Pilar, tentando manter a compostura, inclinou-se para ajudá-lo, mas não conseguiu esconder o sorriso.
— Está tudo bem, diretor. Podemos discutir isso depois. Parece que o senhor está com um dia... complicado.
Adriano, ainda de joelhos no chão, segurando os papéis amassados, balançou a cabeça.
— Claro, claro. Nada que eu não possa... resolver.
Enquanto isso, Guilherme aproveitava a cena.
— Parece que o diretor tá precisando de uma aula sobre equilíbrio — cochichou para Rafael, que riu baixo.
A guerra de flertes estava declarada. De um lado, o diretor desajeitado, tentando parecer sério e intelectual, mas tropeçando em suas próprias tentativas. Do outro, Guilherme, com suas flores de papel e trocadilhos mal disfarçados, tentando conquistar o coração de Pilar com criatividade.
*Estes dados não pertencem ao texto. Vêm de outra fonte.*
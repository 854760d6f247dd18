use tracing::warn;

use crate::{dto::health::HealthResponse, state::SharedState};

/// Ping the account store and report the degraded flag alongside the result.
pub async fn health_status(state: &SharedState) -> HealthResponse {
    let storage_reachable = match state.account_store().await {
        Some(store) => match store.health_check().await {
            Ok(()) => true,
            Err(err) => {
                warn!(error = %err, "storage health check failed");
                false
            }
        },
        None => {
            warn!("storage unavailable (degraded mode)");
            false
        }
    };

    HealthResponse::new(state.is_degraded(), storage_reachable)
}
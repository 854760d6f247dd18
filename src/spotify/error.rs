use reqwest::StatusCode;
use thiserror::Error;

/// Convenient result alias returning [`SpotifyError`] failures.
pub type SpotifyResult<T> = Result<T, SpotifyError>;

/// Classified failures of a Spotify call.
#[derive(Debug, Error)]
pub enum SpotifyError {
    /// The token endpoint refused the code or refresh token (`invalid_grant`).
    #[error("spotify rejected the grant ({error})")]
    InvalidGrant {
        /// OAuth error code.
        error: String,
        /// `error_description` from the body.
        description: Option<String>,
    },
    /// The Web API refused the bearer token (HTTP 401).
    #[error("spotify rejected the access token")]
    Unauthorized,
    /// The HTTP client could not be built.
    #[error("failed to build the spotify HTTP client")]
    ClientBuilder {
        /// HTTP client error.
        #[source]
        source: reqwest::Error,
    },
    /// Network failure or timeout.
    #[error("failed to reach spotify endpoint `{endpoint}`")]
    Transport {
        /// Endpoint path called.
        endpoint: &'static str,
        /// HTTP client error.
        #[source]
        source: reqwest::Error,
    },
    /// Any other non-success status. `body` is kept for logs only.
    #[error("unexpected spotify response status {status} from `{endpoint}`")]
    Status {
        /// Endpoint path called.
        endpoint: &'static str,
        /// Returned status.
        status: StatusCode,
        /// Raw response body.
        body: String,
    },
    /// Success status with a payload we could not decode.
    #[error("failed to decode spotify response from `{endpoint}`")]
    Decode {
        /// Endpoint path called.
        endpoint: &'static str,
        /// Decoder error.
        #[source]
        source: serde_json::Error,
    },
    /// Configured base URL could not be turned into a request URL.
    #[error("invalid spotify URL `{url}`: {message}")]
    InvalidUrl {
        /// URL that failed to parse.
        url: String,
        /// Parser message.
        message: String,
    },
}

impl SpotifyError {
    /// Spotify answered and refused the credential: retrying with the same
    /// credential cannot succeed.
    pub fn is_rejection(&self) -> bool {
        matches!(self, Self::InvalidGrant { .. } | Self::Unauthorized)
    }

    /// Upstream response body, when one was captured.
    pub fn upstream_body(&self) -> Option<&str> {
        match self {
            Self::Status { body, .. } => Some(body.as_str()),
            Self::InvalidGrant { description, .. } => description.as_deref(),
            _ => None,
        }
    }
}
use std::{future::Future, sync::Arc, time::Duration};

use tokio::time::sleep;
use tracing::{info, warn};

use crate::{
    dao::{account_store::AccountStore, storage::StorageError},
    state::SharedState,
};

const INITIAL_DELAY: Duration = Duration::from_millis(1_000);
const MAX_DELAY: Duration = Duration::from_secs(10);
const HEALTH_POLL_INTERVAL: Duration = Duration::from_secs(5);
const MAX_RECONNECT_ATTEMPTS: u32 = 3;

/// Connect to the account store and keep the shared state in degraded mode while it is unreachable.
pub async fn run<F, Fut>(state: SharedState, mut connect: F)
where
    F: FnMut() -> Fut + Send + 'static,
    Fut: Future<Output = Result<Arc<dyn AccountStore>, StorageError>> + Send,
{
    let mut delay = INITIAL_DELAY;

    loop {
        match connect().await {
            Ok(store) => {
                state.set_account_store(store.clone()).await;
                info!("storage connection established; leaving degraded mode");
                delay = INITIAL_DELAY;

                if !watch_store(&state, store.as_ref()).await {
                    warn!("exhausted storage reconnect attempts; staying in degraded mode");
                }

                sleep(delay).await;
                delay = (delay * 2).min(MAX_DELAY);
            }
            Err(err) => {
                warn!(error = %err, "storage connection attempt failed");
                sleep(delay).await;
                delay = (delay * 2).min(MAX_DELAY);
            }
        }
    }
}

/// Poll the store until it fails and cannot be reconnected. Returns `false` in that case.
async fn watch_store(state: &SharedState, store: &dyn AccountStore) -> bool {
    loop {
        match store.health_check().await {
            Ok(()) => {
                if state.is_degraded() {
                    info!("storage healthy again; leaving degraded mode");
                    state.update_degraded(false);
                }
                sleep(HEALTH_POLL_INTERVAL).await;
            }
            Err(err) => {
                warn!(error = %err, "storage health check failed");
                if !reconnect(state, store).await {
                    return false;
                }
                state.update_degraded(false);
                sleep(HEALTH_POLL_INTERVAL).await;
            }
        }
    }
}

async fn reconnect(state: &SharedState, store: &dyn AccountStore) -> bool {
    let mut reconnect_delay = INITIAL_DELAY;

    for attempt in 0..MAX_RECONNECT_ATTEMPTS {
        match store.try_reconnect().await {
            Ok(()) => {
                info!(attempt, "storage reconnection succeeded after health check failure");
                return true;
            }
            Err(err) => {
                if attempt == 0 {
                    warn!(
                        attempt, error = %err,
                        "storage reconnect first attempt failed; entering degraded mode"
                    );
                    state.update_degraded(true);
                } else {
                    warn!(attempt, error = %err, "storage reconnect attempt failed");
                }
                sleep(reconnect_delay).await;
                reconnect_delay = (reconnect_delay * 2).min(MAX_DELAY);
            }
        }
    }

    false
}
Pilar, no meio de tudo isso, começava a achar que estava presa em um tipo muito estranho de azar amoroso.
Adriano finalmente conseguiu se levantar, ajeitando a gravata e tentando recuperar a dignidade.
— Eu... volto mais tarde, professora. A gente... conversa sobre a inclusão. — E, sem esperar resposta, saiu da sala com pressa, quase tropeçando novamente.
Pilar suspirou, ainda sorrindo, e colocou as flores de origami na mesa.
— Vocês dois estão me dando muito o que pensar hoje... — murmurou, balançando a cabeça.
Guilherme olhou para Rafael e, com um sorriso vitorioso, sussurrou:
— Primeiro round: Guilherme.
Mas ele sabia que a batalha estava longe de acabar.